How to Get Flavour Without Adding Salt

We are so used to pouring on the salt that it can seem daunting when we are advised to cut it out either completely or almost completely. I also don’t advise using a commercial salt substitutes like Lo-Salt or any other potassium chloride alternatives. They are unnecessary and potentially unhealthy chemicals that your body doesn’t require for optimal health.

If in doubt about eliminating salt from your diet, speak to your doctor.

For my part, I suggest that you simply do not ever get into the habit of adding salt to any meals. This is of particular importance if you have a history of heart disease or high blood pressure. Some of the populations with the lowest blood pressures in old age are those who have hardly any added salt in their diet. Remember that whole plant foods contain a natural amount of salt ideal for each individual plant.
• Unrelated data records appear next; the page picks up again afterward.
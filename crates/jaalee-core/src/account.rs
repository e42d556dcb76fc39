// ── Account lifecycle ──
//
// One Account per configured email: owns the API client, the reactive
// device store, the sensor registry, and the background poll task.
// Exactly one poll cycle runs at a time; the interval tick only fires
// again after the previous cycle returned.

use std::sync::{Arc, Mutex};
use std::time::Duration;

use tokio::sync::Mutex as AsyncMutex;
use tokio::task::JoinHandle;
use tokio_util::sync::CancellationToken;
use tracing::{debug, error, info, warn};

use jaalee_api::{ApiClient, TransportConfig};

use crate::config::AccountConfig;
use crate::entity::{SensorRegistry, SensorState};
use crate::error::CoreError;
use crate::store::DeviceStore;

/// Per-account polling facade.
///
/// Cheaply cloneable via `Arc`. [`connect()`](Self::connect) performs an
/// initial refresh and spawns the poll task;
/// [`disconnect()`](Self::disconnect) cancels it and joins. The client,
/// store, and registry are owned here and unshared across accounts.
#[derive(Clone)]
pub struct Account {
    inner: Arc<AccountInner>,
}

struct AccountInner {
    config: AccountConfig,
    client: ApiClient,
    store: Arc<DeviceStore>,
    registry: Mutex<SensorRegistry>,
    cancel: CancellationToken,
    task: AsyncMutex<Option<JoinHandle<()>>>,
}

impl Account {
    /// Build an account from its configuration. Does NOT touch the
    /// network -- call [`connect()`](Self::connect) or
    /// [`refresh()`](Self::refresh).
    pub fn new(config: AccountConfig) -> Result<Self, CoreError> {
        let transport = TransportConfig {
            timeout: config.timeout,
        };
        let client = match &config.base_url {
            Some(url) => ApiClient::with_base_url(url.clone(), &config.email, &transport)?,
            None => ApiClient::new(&config.email, &transport)?,
        };
        if let Some(token) = &config.token {
            client.set_token(token.clone());
        }

        Ok(Self {
            inner: Arc::new(AccountInner {
                config,
                client,
                store: Arc::new(DeviceStore::new()),
                registry: Mutex::new(SensorRegistry::new()),
                cancel: CancellationToken::new(),
                task: AsyncMutex::new(None),
            }),
        })
    }

    pub fn email(&self) -> &str {
        &self.inner.config.email
    }

    /// The reactive device store (read-only access for presentation).
    pub fn store(&self) -> &Arc<DeviceStore> {
        &self.inner.store
    }

    /// Perform the initial refresh and start periodic polling.
    ///
    /// A failing first refresh aborts the connect -- a stale token is
    /// better surfaced immediately than two minutes later.
    pub async fn connect(&self) -> Result<(), CoreError> {
        self.refresh().await?;

        let mut task = self.inner.task.lock().await;
        if task.is_some() {
            return Ok(());
        }

        let account = self.clone();
        let interval = self.inner.config.poll_interval;
        let cancel = self.inner.cancel.clone();
        *task = Some(tokio::spawn(poll_task(account, interval, cancel)));

        info!(account = %self.email(), "connected, polling started");
        Ok(())
    }

    /// Stop polling and wait for the in-flight cycle, if any, to finish.
    pub async fn disconnect(&self) {
        self.inner.cancel.cancel();
        if let Some(handle) = self.inner.task.lock().await.take() {
            let _ = handle.await;
        }
        debug!(account = %self.email(), "disconnected");
    }

    /// Run one poll cycle: fetch all device data, apply it to the
    /// store, and ensure presentation entities exist for every
    /// `(mac, metric)` seen.
    ///
    /// On failure the store keeps its previous data and only the
    /// availability flag drops.
    pub async fn refresh(&self) -> Result<(), CoreError> {
        match self.inner.client.fetch_all().await {
            Ok(devices) => {
                debug!(account = %self.email(), devices = devices.len(), "poll cycle complete");
                self.inner.store.apply_snapshot(devices);
                if let Ok(mut registry) = self.inner.registry.lock() {
                    registry.ensure_entities(&self.inner.store.snapshot());
                }
                Ok(())
            }
            Err(e) => {
                self.inner.store.mark_failed();
                if e.is_auth_expired() {
                    return Err(CoreError::StaleCredential {
                        email: self.email().to_owned(),
                    });
                }
                Err(CoreError::Api(e))
            }
        }
    }

    /// Render every registered sensor entity against the latest data.
    pub fn sensor_states(&self) -> Vec<SensorState> {
        match self.inner.registry.lock() {
            Ok(registry) => registry.states(&self.inner.store),
            Err(_) => Vec::new(),
        }
    }
}

/// Background poll loop. One cycle at a time: the next tick is only
/// awaited after the previous refresh returned. Failures degrade --
/// the loop never exits except through cancellation.
async fn poll_task(account: Account, period: Duration, cancel: CancellationToken) {
    let mut interval = tokio::time::interval(period);
    interval.tick().await; // consume the immediate first tick

    loop {
        tokio::select! {
            biased;
            () = cancel.cancelled() => break,
            _ = interval.tick() => {
                match account.refresh().await {
                    Ok(()) => {}
                    Err(CoreError::StaleCredential { ref email }) => {
                        // Known gap: no automatic re-authentication.
                        // Data stays unavailable until the user logs in again.
                        error!(account = %email, "token expired; polling continues but requires manual re-auth");
                    }
                    Err(e) => {
                        warn!(account = %account.email(), error = %e, "poll cycle failed");
                    }
                }
            }
        }
    }
}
It is so much better to get used to life without added salt and this is what I recommend to all my clients.

But if you have always piled on the salt (often before you even bother to taste the food first), how do you make meals tasty? And can you ever get used to life without added salt?

Your expectation of taste will adapt within days or a couple of weeks at the most, so that you start to appreciate and enjoy the natural flavours of different foods – whether plump tomatoes, crisp cabbage or a juicy mango. And we are talking exclusively here about whole plant foods – not animal foods or processed foods. To get an idea of this, have you ever changed your tea and coffee to having it with/without sugar or milk? You get used to it really quickly and then, if you try having it how you used to before, it tastes awful! Same to a large extent with salt.

Without salt, we start to savour the subtle and natural flavours of individual foods. But we can still benefit from the gloriously wide variety of flavours that can be added to recipes via spices and herbs. What’s more, spices and herbs are some of the healthiest and most potent sources of phytonutrients that humans can consume.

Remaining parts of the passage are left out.